• Problem description:
Only the number is wanted: how many lines of these entries contain the word "reason"?

[[ Data for processing open ]]

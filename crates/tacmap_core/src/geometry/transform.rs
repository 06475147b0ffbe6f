//! Screen/map/geographic coordinate adapter.
//!
//! # Responsibility
//! - Convert between screen pixels and map units for the current view.
//! - Wrap an external CRS service for geodetic and UTM projections.
//!
//! # Invariants
//! - Screen/map conversions are pure functions of `ViewState`.
//! - CRS failures surface as `TransformError`, never as partial or zeroed data.

use super::{MapPoint, MapRect, ScreenPoint};
use serde::{Deserialize, Serialize};
use std::error::Error;
use std::fmt::{Display, Formatter};

/// Snapshot of the map view as seen by the pointer.
#[derive(Debug, Clone, Copy, PartialEq, Serialize, Deserialize)]
pub struct ViewState {
    /// Visible map extent.
    pub extent: MapRect,
    /// Canvas width in pixels.
    pub width_px: u32,
    /// Canvas height in pixels.
    pub height_px: u32,
}

impl ViewState {
    pub fn new(extent: MapRect, width_px: u32, height_px: u32) -> Self {
        Self {
            extent,
            width_px,
            height_px,
        }
    }

    /// View of `width_px` x `height_px` pixels centered on `center`.
    pub fn centered(
        center: MapPoint,
        map_units_per_pixel: f64,
        width_px: u32,
        height_px: u32,
    ) -> Self {
        let half_w = f64::from(width_px) * map_units_per_pixel / 2.0;
        let half_h = f64::from(height_px) * map_units_per_pixel / 2.0;
        Self::new(
            MapRect::new(
                center.x - half_w,
                center.y - half_h,
                center.x + half_w,
                center.y + half_h,
            ),
            width_px,
            height_px,
        )
    }

    pub fn center(&self) -> MapPoint {
        self.extent.center()
    }

    /// Same scale and canvas size, recentered.
    pub fn with_center(&self, center: MapPoint) -> Self {
        Self::centered(
            center,
            map_units_per_pixel(self),
            self.width_px,
            self.height_px,
        )
    }
}

/// Map units covered by one screen pixel.
pub fn map_units_per_pixel(view: &ViewState) -> f64 {
    view.extent.width() / f64::from(view.width_px.max(1))
}

/// Converts a canvas pixel into map coordinates.
pub fn screen_to_map(pixel: ScreenPoint, view: &ViewState) -> MapPoint {
    let mupp = map_units_per_pixel(view);
    MapPoint::new(
        view.extent.min_x + pixel.x * mupp,
        view.extent.max_y - pixel.y * mupp,
    )
}

/// Inverse of [`screen_to_map`].
pub fn map_to_screen(point: MapPoint, view: &ViewState) -> ScreenPoint {
    let mupp = map_units_per_pixel(view);
    ScreenPoint::new(
        (point.x - view.extent.min_x) / mupp,
        (view.extent.max_y - point.y) / mupp,
    )
}

/// Coordinate reference system authority id, e.g. `EPSG:4326`.
#[derive(Debug, Clone, PartialEq, Eq, Hash, Serialize, Deserialize)]
pub struct CrsId(pub String);

impl CrsId {
    pub fn new(auth_id: impl Into<String>) -> Self {
        Self(auth_id.into())
    }

    pub fn wgs84() -> Self {
        Self::new(WGS84)
    }

    pub fn web_mercator() -> Self {
        Self::new(WEB_MERCATOR)
    }

    pub fn as_str(&self) -> &str {
        &self.0
    }
}

impl Display for CrsId {
    fn fmt(&self, f: &mut Formatter<'_>) -> std::fmt::Result {
        write!(f, "{}", self.0)
    }
}

pub const WGS84: &str = "EPSG:4326";
pub const WEB_MERCATOR: &str = "EPSG:3857";

/// External CRS service boundary.
pub trait CrsTransform {
    fn transform(
        &self,
        point: MapPoint,
        source: &CrsId,
        target: &CrsId,
    ) -> Result<MapPoint, TransformError>;
}

/// Failure of a CRS conversion.
#[derive(Debug, Clone, PartialEq)]
pub enum TransformError {
    TransformFailed {
        source: CrsId,
        target: CrsId,
        reason: String,
    },
}

impl TransformError {
    pub fn failed(source: &CrsId, target: &CrsId, reason: impl Into<String>) -> Self {
        Self::TransformFailed {
            source: source.clone(),
            target: target.clone(),
            reason: reason.into(),
        }
    }
}

impl Display for TransformError {
    fn fmt(&self, f: &mut Formatter<'_>) -> std::fmt::Result {
        match self {
            Self::TransformFailed {
                source,
                target,
                reason,
            } => write!(f, "transform {source} -> {target} failed: {reason}"),
        }
    }
}

impl Error for TransformError {}

/// WGS84 latitude/longitude in decimal degrees.
#[derive(Debug, Clone, Copy, PartialEq, Serialize, Deserialize)]
pub struct GeodeticPoint {
    pub lat: f64,
    pub lon: f64,
}

/// UTM zone selector.
#[derive(Debug, Clone, Copy, PartialEq, Eq, Serialize, Deserialize)]
pub struct UtmZone {
    pub number: u8,
    pub north: bool,
}

impl UtmZone {
    pub const fn north(number: u8) -> Self {
        Self {
            number,
            north: true,
        }
    }

    /// WGS84 / UTM EPSG code (`326xx` north, `327xx` south).
    pub fn crs(&self) -> CrsId {
        let base = if self.north { 32600 } else { 32700 };
        CrsId::new(format!("EPSG:{}", base + u32::from(self.number)))
    }
}

impl Display for UtmZone {
    fn fmt(&self, f: &mut Formatter<'_>) -> std::fmt::Result {
        write!(f, "{}{}", self.number, if self.north { 'N' } else { 'S' })
    }
}

/// Projected UTM coordinate.
#[derive(Debug, Clone, Copy, PartialEq, Serialize, Deserialize)]
pub struct UtmPoint {
    pub zone: UtmZone,
    pub easting: f64,
    pub northing: f64,
}

/// Converts a map point to WGS84 latitude/longitude.
pub fn to_geodetic(
    point: MapPoint,
    source: &CrsId,
    service: &dyn CrsTransform,
) -> Result<GeodeticPoint, TransformError> {
    let target = CrsId::wgs84();
    let projected = checked_transform(point, source, &target, service)?;
    if projected.y.abs() > 90.0 || projected.x.abs() > 180.0 {
        return Err(TransformError::failed(
            source,
            &target,
            format!("result out of range: {}, {}", projected.y, projected.x),
        ));
    }
    Ok(GeodeticPoint {
        lat: projected.y,
        lon: projected.x,
    })
}

/// Projects a map point into the given UTM zone.
pub fn to_utm(
    point: MapPoint,
    source: &CrsId,
    zone: UtmZone,
    service: &dyn CrsTransform,
) -> Result<UtmPoint, TransformError> {
    let projected = checked_transform(point, source, &zone.crs(), service)?;
    Ok(UtmPoint {
        zone,
        easting: projected.x,
        northing: projected.y,
    })
}

fn checked_transform(
    point: MapPoint,
    source: &CrsId,
    target: &CrsId,
    service: &dyn CrsTransform,
) -> Result<MapPoint, TransformError> {
    let projected = service.transform(point, source, target)?;
    if !projected.is_finite() {
        return Err(TransformError::failed(source, target, "non-finite result"));
    }
    Ok(projected)
}
//! Repository layer abstractions and persistence implementations.
//!
//! # Responsibility
//! - Define row-level data access contracts for markers.
//! - Isolate SQLite query details from the store and services.
//!
//! # Invariants
//! - Repository writes enforce `Marker::validate()` before persistence.
//! - Repository APIs return semantic errors (`NotFound`) in addition to DB
//!   transport errors.

pub mod marker_repo;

[[ Data for processing closed ]]

• Output of the task:
5